*** Block opens ***

pub mod components;
pub mod config;
pub mod engine;
pub mod events;
pub mod fsm;
pub mod recording;
pub mod scene;
pub mod systems;
pub mod world;

pub use components::{Aabb, BodyId, BodyKind};
pub use config::{ConfigError, PhysicsConfig};
pub use engine::input::{Action, InputEvent, InputState};
pub use events::WorldEvent;
pub use scene::prefabs::BodySpec;
pub use world::{BodySnapshot, PlayerSnapshot, World, WorldError};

*** Block closes ***

• TASK TO CARRY OUT:
Reproduce the listing above word for word.

• OUTPUT:
pub mod components;
pub mod config;
pub mod engine;
pub mod events;
pub mod fsm;
pub mod recording;
pub mod scene;
pub mod systems;
pub mod world;

pub use components::{Aabb, BodyId, BodyKind};
pub use config::{ConfigError, PhysicsConfig};
pub use engine::input::{Action, InputEvent, InputState};
pub use events::WorldEvent;
pub use scene::prefabs::BodySpec;
pub use world::{BodySnapshot, PlayerSnapshot, World, WorldError};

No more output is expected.